De acordo com o OFSTED, esta política significava que a Cornerstone não estava em conformidade com a Lei de Igualdade de 2010 e a Lei de Direitos Humanos de 1998.

A Cornerstone contestou a designação, argumentando que a instituição de caridade se qualificava para isenções sob a lei britânica e que sua recusa por motivos religiosos de colocar crianças com casais do mesmo sexo era justificada.

Na decisão da última sexta-feira, o Tribunal de Apelação sustentou que se “o argumento de Cornerstone estivesse correto, ele poderia tirar vantagem das partes da legislação que o protegem e ignorar as partes que protegem os outros.”

Pam Birtle
Pam Birtle, CEO do grupo com sede no Reino Unido, Cornerstone (North East) Adoption and Fostering Service, ou CornerstoneUK. | O instituto cristão

A CEO da Cornerstone, Pam Birtle, disse em um comunicado divulgado pelo The Christian Institute que, embora tenha ficado “decepcionada” com a decisão, ela acredita que sua organização “ganhou mais do que perdeu”.

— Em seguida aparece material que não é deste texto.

use serde::{Deserialize, Serialize};

/// Palette for the debug rendering of a placement.
#[derive(Debug, Clone, Serialize, Deserialize)]
pub struct Theme {
    pub font_family: String,
    pub font_size: f32,
    pub background: String,
    pub stage_stroke: String,
    pub safe_area_fill: String,
    pub safe_area_stroke: String,
    pub clearance_fill: String,
    pub pointer_color: String,
    pub candidate_stroke: String,
    pub chosen_fill: String,
    pub chosen_stroke: String,
    pub text_color: String,
}

impl Theme {
    pub fn light() -> Self {
        Self {
            font_family: "Inter, Segoe UI, system-ui, -apple-system, sans-serif".to_string(),
            font_size: 12.0,
            background: "#FFFFFF".to_string(),
            stage_stroke: "#7A8AA6".to_string(),
            safe_area_fill: "#F7FAFF".to_string(),
            safe_area_stroke: "#C7D2E5".to_string(),
            clearance_fill: "rgba(255, 170, 0, 0.35)".to_string(),
            pointer_color: "#D9480F".to_string(),
            candidate_stroke: "#9AA5B8".to_string(),
            chosen_fill: "rgba(76, 110, 245, 0.18)".to_string(),
            chosen_stroke: "#4C6EF5".to_string(),
            text_color: "#1C2430".to_string(),
        }
    }

    pub fn dark() -> Self {
        Self {
            font_family: "Inter, Segoe UI, system-ui, -apple-system, sans-serif".to_string(),
            font_size: 12.0,
            background: "#15181E".to_string(),
            stage_stroke: "#5C6678".to_string(),
            safe_area_fill: "#1D2129".to_string(),
            safe_area_stroke: "#3A4252".to_string(),
            clearance_fill: "rgba(255, 190, 60, 0.30)".to_string(),
            pointer_color: "#FF8A4C".to_string(),
            candidate_stroke: "#6B768A".to_string(),
            chosen_fill: "rgba(116, 143, 252, 0.25)".to_string(),
            chosen_stroke: "#91A7FF".to_string(),
            text_color: "#E4E8F0".to_string(),
        }
    }
}

impl Default for Theme {
    fn default() -> Self {
        Self::light()
    }
}
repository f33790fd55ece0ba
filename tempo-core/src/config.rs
use anyhow::{Context, Result, anyhow};
use directories::ProjectDirs;
use serde::{Deserialize, Serialize};
use std::{fs, path::PathBuf};

/// Fallback city when neither the location lookup nor the config yields one.
pub const DEFAULT_LOCATION: &str = "São Paulo";

/// Forecast length requested when the config does not say otherwise.
pub const DEFAULT_FORECAST_DAYS: u8 = 7;

/// Top-level configuration stored on disk.
#[derive(Debug, Clone, Serialize, Deserialize, Default)]
pub struct Config {
    /// WeatherAPI.com API key.
    pub api_key: Option<String>,

    /// City used when the location lookup comes back empty.
    pub default_location: Option<String>,

    /// Number of forecast days to request (API caps this at 14).
    pub forecast_days: Option<u8>,
}

impl Config {
    /// API key, or an error telling the user how to set one.
    pub fn api_key(&self) -> Result<&str> {
        self.api_key.as_deref().ok_or_else(|| {
            anyhow!(
                "No API key configured.\n\
                 Hint: run `tempo configure` and enter your WeatherAPI.com key."
            )
        })
    }

    pub fn default_location(&self) -> &str {
        self.default_location.as_deref().unwrap_or(DEFAULT_LOCATION)
    }

    pub fn forecast_days(&self) -> u8 {
        self.forecast_days.unwrap_or(DEFAULT_FORECAST_DAYS)
    }

    pub fn set_api_key(&mut self, api_key: String) {
        self.api_key = Some(api_key);
    }

    pub fn set_default_location(&mut self, location: String) {
        self.default_location = if location.trim().is_empty() { None } else { Some(location) };
    }

    /// Load config from disk, or return an empty default if it doesn't exist yet.
    pub fn load() -> Result<Self> {
        let path = Self::config_file_path()?;
        if !path.exists() {
            // First run: no config file, return empty.
            return Ok(Self::default());
        }

        let contents = fs::read_to_string(&path)
            .with_context(|| format!("Failed to read config file: {}", path.display()))?;

        let cfg: Config = toml::from_str(&contents)
            .with_context(|| format!("Failed to parse config file: {}", path.display()))?;

        Ok(cfg)
    }

    /// Save config to disk, creating parent directories as needed.
    pub fn save(&self) -> Result<()> {
        let path = Self::config_file_path()?;

        if let Some(parent) = path.parent() {
            fs::create_dir_all(parent).with_context(|| {
                format!("Failed to create config directory: {}", parent.display())
            })?;
        }

        let toml =
            toml::to_string_pretty(self).context("Failed to serialize configuration to TOML")?;

        fs::write(&path, toml)
            .with_context(|| format!("Failed to write config file: {}", path.display()))?;

        Ok(())
    }

    /// Path to the config file.
    pub fn config_file_path() -> Result<PathBuf> {
        Ok(Self::project_dirs()?.config_dir().join("config.toml"))
    }

    /// Path to the favorites database, creating the data directory as needed.
    pub fn database_path() -> Result<PathBuf> {
        let dirs = Self::project_dirs()?;
        let data_dir = dirs.data_dir();

        fs::create_dir_all(data_dir)
            .with_context(|| format!("Failed to create data directory: {}", data_dir.display()))?;

        Ok(data_dir.join("favorites.sqlite3"))
    }

    fn project_dirs() -> Result<ProjectDirs> {
        ProjectDirs::from("dev", "tempocerto", "tempo")
            .ok_or_else(|| anyhow!("Could not determine platform config directory"))
    }
}

#[cfg(test)]
mod tests {
    use super::*;

    #[test]
    fn api_key_errors_when_not_set() {
        let cfg = Config::default();
        let err = cfg.api_key().unwrap_err();

        assert!(err.to_string().contains("No API key configured"));
        assert!(err.to_string().contains("Hint: run `tempo configure`"));
    }

    #[test]
    fn api_key_returned_once_set() {
        let mut cfg = Config::default();
        cfg.set_api_key("KEY".into());

        assert_eq!(cfg.api_key().unwrap(), "KEY");
    }

    #[test]
    fn default_location_falls_back() {
        let mut cfg = Config::default();
        assert_eq!(cfg.default_location(), DEFAULT_LOCATION);

        cfg.set_default_location("Curitiba".into());
        assert_eq!(cfg.default_location(), "Curitiba");

        // Blank input clears the override again.
        cfg.set_default_location("   ".into());
        assert_eq!(cfg.default_location(), DEFAULT_LOCATION);
    }

    #[test]
    fn forecast_days_falls_back() {
        let mut cfg = Config::default();
        assert_eq!(cfg.forecast_days(), DEFAULT_FORECAST_DAYS);

        cfg.forecast_days = Some(3);
        assert_eq!(cfg.forecast_days(), 3);
    }

    #[test]
    fn config_roundtrips_through_toml() {
        let cfg = Config {
            api_key: Some("KEY".into()),
            default_location: Some("Recife".into()),
            forecast_days: Some(5),
        };

        let text = toml::to_string_pretty(&cfg).unwrap();
        let back: Config = toml::from_str(&text).unwrap();

        assert_eq!(back.api_key.as_deref(), Some("KEY"));
        assert_eq!(back.default_location.as_deref(), Some("Recife"));
        assert_eq!(back.forecast_days, Some(5));
    }
}
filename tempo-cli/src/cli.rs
use anyhow::{Result, bail};
use clap::{Parser, Subcommand};
use inquire::{Confirm, InquireError, Password, Text};
use std::sync::Arc;

use tempo_core::{
    Config, FavoriteStore, FetchState, IpLocationProvider, LocationSource, SearchState,
    WeatherApi, WeatherRepository, WeatherResponse, WeatherViewModel,
};

use crate::view;

/// Top-level CLI struct.
#[derive(Debug, Parser)]
#[command(name = "tempo", version, about = "Previsão do tempo no terminal")]
pub struct Cli {
    #[command(subcommand)]
    pub command: Option<Command>,
}

#[derive(Debug, Subcommand)]
pub enum Command {
    /// Configure the WeatherAPI.com key and the default city.
    Configure,

    /// Current conditions for a location (or for wherever you are).
    Now {
        /// City name, or "lat,lon". Defaults to your location.
        location: Option<String>,
    },

    /// Hourly and multi-day forecast.
    Forecast {
        /// City name, or "lat,lon". Defaults to your location.
        location: Option<String>,

        /// Number of forecast days to request.
        #[arg(long)]
        days: Option<u8>,
    },

    /// Search for a city and optionally save it as a favorite.
    Search {
        /// Free-text query, at least 2 characters.
        query: String,
    },

    /// Manage favorite cities.
    Favorites {
        #[command(subcommand)]
        command: FavoritesCommand,
    },
}

#[derive(Debug, Subcommand)]
pub enum FavoritesCommand {
    /// List saved cities, newest first.
    List,

    /// Fetch a city and save it.
    Add { location: String },

    /// Remove a saved city by name.
    Remove { name: String },

    /// Show current conditions for a saved city.
    Show { name: String },
}

impl Cli {
    pub async fn run(self) -> Result<()> {
        match self.command {
            None => home().await,
            Some(Command::Configure) => configure(),
            Some(Command::Now { location }) => now(location).await,
            Some(Command::Forecast { location, days }) => forecast(location, days).await,
            Some(Command::Search { query }) => search(&query).await,
            Some(Command::Favorites { command }) => favorites(command).await,
        }
    }
}

/// Everything a weather-fetching command needs.
struct App {
    config: Config,
    store: Arc<FavoriteStore>,
    vm: WeatherViewModel,
}

fn build_app(days_override: Option<u8>) -> Result<App> {
    let config = Config::load()?;
    let api_key = config.api_key()?.to_string();

    let store = Arc::new(open_store()?);
    let repository =
        WeatherRepository::new(Box::new(WeatherApi::new(api_key)), Arc::clone(&store));

    let vm = WeatherViewModel::new(
        repository,
        Box::new(IpLocationProvider::new()),
        config.default_location().to_string(),
        days_override.unwrap_or_else(|| config.forecast_days()),
    );

    Ok(App { config, store, vm })
}

fn open_store() -> Result<FavoriteStore> {
    Ok(FavoriteStore::open(Config::database_path()?)?)
}

/// Explicit location if given, otherwise the IP lookup, otherwise the
/// configured default city.
async fn resolve_query(config: &Config, explicit: Option<String>) -> String {
    if let Some(q) = explicit {
        return q;
    }

    match IpLocationProvider::new().coordinates().await {
        Some((lat, lon)) => format!("{lat},{lon}"),
        None => {
            tracing::debug!("Location lookup failed, using the default city");
            config.default_location().to_string()
        }
    }
}

/// Default view: locate the user, then current conditions plus forecast,
/// like the app's home screen.
async fn home() -> Result<()> {
    let app = build_app(None)?;

    app.vm.refresh_from_location().await;

    print_current_state(&app.vm.current_state().borrow().clone())?;

    println!();
    match app.vm.forecast_state().borrow().clone() {
        FetchState::Ready(response) => print!("{}", view::render_forecast(&response)),
        FetchState::Failed(msg) => eprintln!("Erro ao obter previsão: {msg}"),
        FetchState::Loading => {}
    }

    if *app.vm.favorite_flag().borrow() {
        println!("★ Esta cidade está nos seus favoritos.");
    }

    Ok(())
}

async fn now(location: Option<String>) -> Result<()> {
    let app = build_app(None)?;
    let query = resolve_query(&app.config, location).await;

    app.vm.load_current(&query).await;
    print_current_state(&app.vm.current_state().borrow().clone())
}

async fn forecast(location: Option<String>, days: Option<u8>) -> Result<()> {
    let app = build_app(days)?;
    let query = resolve_query(&app.config, location).await;

    app.vm.load_forecast(&query).await;

    match app.vm.forecast_state().borrow().clone() {
        FetchState::Ready(response) => {
            println!("{}, {}", response.location.name, response.location.country);
            println!();
            print!("{}", view::render_forecast(&response));
            Ok(())
        }
        FetchState::Failed(msg) => bail!("Erro ao obter previsão: {msg}"),
        FetchState::Loading => Ok(()),
    }
}

async fn search(query: &str) -> Result<()> {
    let app = build_app(None)?;

    app.vm.search(query).await;

    let results = match app.vm.search_state().borrow().clone() {
        SearchState::Idle => {
            println!("Digite pelo menos 2 caracteres para buscar.");
            return Ok(());
        }
        SearchState::Empty => {
            println!("Nenhuma cidade encontrada");
            return Ok(());
        }
        SearchState::Failed(msg) => bail!("Erro na busca: {msg}"),
        SearchState::Ready(results) => results,
        SearchState::Loading => return Ok(()),
    };

    let options: Vec<String> = results.iter().map(view::describe_search_location).collect();
    let picked = match inquire::Select::new("Ver o tempo de qual cidade?", options).raw_prompt() {
        Ok(choice) => choice.index,
        Err(e) if is_cancel(&e) => return Ok(()),
        Err(e) => return Err(e.into()),
    };

    let location = &results[picked];
    app.vm.load_current(&format!("{},{}", location.lat, location.lon)).await;
    print_current_state(&app.vm.current_state().borrow().clone())?;

    if *app.vm.favorite_flag().borrow() {
        println!("★ Esta cidade já está nos seus favoritos.");
        return Ok(());
    }

    match Confirm::new("Salvar esta cidade nos favoritos?").with_default(false).prompt() {
        Ok(true) => {
            if app.vm.add_favorite()? {
                println!("Cidade adicionada aos favoritos.");
            }
        }
        Ok(false) => {}
        Err(e) if is_cancel(&e) => {}
        Err(e) => return Err(e.into()),
    }

    Ok(())
}

async fn favorites(command: FavoritesCommand) -> Result<()> {
    match command {
        FavoritesCommand::List => {
            let store = open_store()?;
            print!("{}", view::render_favorites(&store.list()?));
            Ok(())
        }

        FavoritesCommand::Remove { name } => {
            let store = open_store()?;
            if store.remove(&name)? {
                println!("'{name}' removida dos favoritos.");
            } else {
                println!("'{name}' não estava nos favoritos.");
            }
            Ok(())
        }

        FavoritesCommand::Add { location } => {
            let app = build_app(None)?;

            app.vm.load_current(&location).await;
            print_current_state(&app.vm.current_state().borrow().clone())?;

            if app.vm.add_favorite()? {
                println!("Cidade adicionada aos favoritos.");
            }
            Ok(())
        }

        FavoritesCommand::Show { name } => {
            let app = build_app(None)?;

            let Some(city) = app.store.get(&name)? else {
                bail!("'{name}' não está nos favoritos. Use `tempo favorites list`.");
            };

            app.vm.load_current(&city.query()).await;
            print_current_state(&app.vm.current_state().borrow().clone())
        }
    }
}

fn configure() -> Result<()> {
    let mut config = Config::load()?;

    let key = match Password::new("Chave da API (WeatherAPI.com):")
        .without_confirmation()
        .prompt()
    {
        Ok(key) => key,
        Err(e) if is_cancel(&e) => return Ok(()),
        Err(e) => return Err(e.into()),
    };

    let city = match Text::new("Cidade padrão:")
        .with_default(config.default_location())
        .prompt()
    {
        Ok(city) => city,
        Err(e) if is_cancel(&e) => return Ok(()),
        Err(e) => return Err(e.into()),
    };

    config.set_api_key(key);
    config.set_default_location(city);
    config.save()?;

    println!("Configuração salva em {}", Config::config_file_path()?.display());
    Ok(())
}

fn print_current_state(state: &FetchState<WeatherResponse>) -> Result<()> {
    match state {
        FetchState::Ready(response) => {
            print!("{}", view::render_current(response));
            Ok(())
        }
        FetchState::Failed(msg) => bail!("Erro ao obter clima: {msg}"),
        FetchState::Loading => Ok(()),
    }
}

fn is_cancel(err: &InquireError) -> bool {
    matches!(err, InquireError::OperationCanceled | InquireError::OperationInterrupted)
}
//! Core library for the `tempo` CLI.
//!
//! This crate defines:
//! - Configuration handling (API key, default city, forecast length)
//! - The remote WeatherAPI.com data source and its response models
//! - The SQLite favorites store with reactive list queries
//! - The best-effort location lookup
//! - The repository facade and the observable view-model on top of it
//!
//! It is used by `tempo-cli`, but can also be reused by other binaries or services.

pub mod config;
pub mod location;
pub mod model;
pub mod remote;
pub mod repository;
pub mod store;
pub mod viewmodel;

pub use config::Config;
pub use location::{IpLocationProvider, LocationSource};
pub use model::{FavoriteCity, SearchLocation, WeatherResponse};
pub use remote::{WeatherApi, WeatherSource};
pub use repository::WeatherRepository;
pub use store::{FavoriteStore, StoreError};
pub use viewmodel::{FetchState, SearchState, WeatherViewModel};
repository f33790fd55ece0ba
use chrono::Utc;
use serde::{Deserialize, Serialize};

/// Location block returned on every weather payload.
#[derive(Debug, Clone, PartialEq, Serialize, Deserialize)]
pub struct Location {
    pub name: String,
    #[serde(default)]
    pub region: String,
    pub country: String,
    pub lat: f64,
    pub lon: f64,
    #[serde(default)]
    pub tz_id: String,
    #[serde(default)]
    pub localtime_epoch: i64,
    /// Local wall-clock time at the location, `YYYY-MM-DD HH:MM`.
    #[serde(default)]
    pub localtime: String,
}

#[derive(Debug, Clone, PartialEq, Serialize, Deserialize)]
pub struct Condition {
    pub text: String,
    #[serde(default)]
    pub icon: String,
}

/// Pollutant concentrations plus the US EPA index (1 = good .. 6 = hazardous).
#[derive(Debug, Clone, PartialEq, Serialize, Deserialize)]
pub struct AirQuality {
    #[serde(default)]
    pub co: f64,
    #[serde(default)]
    pub no2: f64,
    #[serde(default)]
    pub o3: f64,
    #[serde(default)]
    pub pm2_5: f64,
    #[serde(default)]
    pub pm10: f64,
    #[serde(rename = "us-epa-index", default)]
    pub us_epa_index: u8,
}

#[derive(Debug, Clone, PartialEq, Serialize, Deserialize)]
pub struct Current {
    pub temp_c: f64,
    pub feelslike_c: f64,
    pub humidity: u8,
    pub wind_kph: f64,
    #[serde(default)]
    pub pressure_mb: f64,
    #[serde(default)]
    pub precip_mm: f64,
    #[serde(default)]
    pub uv: f64,
    pub condition: Condition,
    #[serde(default)]
    pub last_updated_epoch: Option<i64>,
    #[serde(default)]
    pub air_quality: Option<AirQuality>,
}

/// Aggregates for one forecast day.
#[derive(Debug, Clone, PartialEq, Serialize, Deserialize)]
pub struct Day {
    pub maxtemp_c: f64,
    pub mintemp_c: f64,
    #[serde(default)]
    pub avghumidity: f64,
    #[serde(default)]
    pub daily_chance_of_rain: u8,
    pub condition: Condition,
}

#[derive(Debug, Clone, PartialEq, Serialize, Deserialize)]
pub struct Hour {
    pub time_epoch: i64,
    /// Local time of the slot, `YYYY-MM-DD HH:MM`.
    #[serde(default)]
    pub time: String,
    pub temp_c: f64,
    #[serde(default)]
    pub chance_of_rain: u8,
    pub condition: Condition,
}

#[derive(Debug, Clone, PartialEq, Serialize, Deserialize)]
pub struct ForecastDay {
    pub date: String,
    pub date_epoch: i64,
    pub day: Day,
    #[serde(default)]
    pub hour: Vec<Hour>,
}

#[derive(Debug, Clone, PartialEq, Serialize, Deserialize, Default)]
pub struct Forecast {
    #[serde(default)]
    pub forecastday: Vec<ForecastDay>,
}

/// Payload shared by `/current.json` and `/forecast.json`; the forecast
/// block is absent on current-conditions responses.
#[derive(Debug, Clone, PartialEq, Serialize, Deserialize)]
pub struct WeatherResponse {
    pub location: Location,
    pub current: Current,
    #[serde(default)]
    pub forecast: Option<Forecast>,
}

/// One entry from `/search.json`.
#[derive(Debug, Clone, PartialEq, Serialize, Deserialize)]
pub struct SearchLocation {
    pub id: i64,
    pub name: String,
    #[serde(default)]
    pub region: String,
    pub country: String,
    pub lat: f64,
    pub lon: f64,
    #[serde(default)]
    pub url: String,
}

/// A user-saved city as persisted in the favorites table.
#[derive(Debug, Clone, PartialEq, Serialize, Deserialize)]
pub struct FavoriteCity {
    pub name: String,
    pub region: String,
    pub country: String,
    pub lat: f64,
    pub lon: f64,
    /// Insertion time, epoch milliseconds. Newest-first list order.
    pub timestamp: i64,
}

impl FavoriteCity {
    pub fn new(name: String, region: String, country: String, lat: f64, lon: f64) -> Self {
        Self { name, region, country, lat, lon, timestamp: Utc::now().timestamp_millis() }
    }

    pub fn from_location(location: &Location) -> Self {
        Self::new(
            location.name.clone(),
            location.region.clone(),
            location.country.clone(),
            location.lat,
            location.lon,
        )
    }

    /// `q` parameter for looking this city up again, `"lat,lon"`.
    pub fn query(&self) -> String {
        format!("{},{}", self.lat, self.lon)
    }
}
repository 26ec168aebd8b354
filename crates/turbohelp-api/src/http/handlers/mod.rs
//! HTTP request handlers.

pub mod chat;
pub mod health;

“A tentativa de Ofsted de nos dizer que não podíamos trabalhar exclusivamente com cuidadores cristãos foi rejeitada pelo Tribunal Superior e ainda mais firmemente rejeitada pela decisão do Tribunal de Apelação de hoje”, afirmou Birtle.

“Estamos convencidos de que a lei da igualdade protege nossa capacidade de operar de uma maneira distintamente evangélica. Fazer menos do que isso seria uma violação dos direitos humanos e uma negação dos valores de uma democracia liberal”.

Nos Estados Unidos, a Suprema Corte decidiu no início deste ano que a cidade de Filadélfia não poderia excluir uma instituição de caridade católica de seu programa de adoção porque o grupo não colocará crianças com casais do mesmo sexo. 

“O governo falha em agir de forma neutra quando age de maneira intolerante com as crenças religiosas ou restringe as práticas por causa de sua natureza religiosa”, escreveu o presidente do tribunal, John Roberts.

“A recusa da Filadélfia em contratar o CSS para a prestação de serviços de adoção, a menos que concorde em certificar casais do mesmo sexo como pais adotivos, não pode sobreviver a um escrutínio estrito e viola a Primeira Emenda.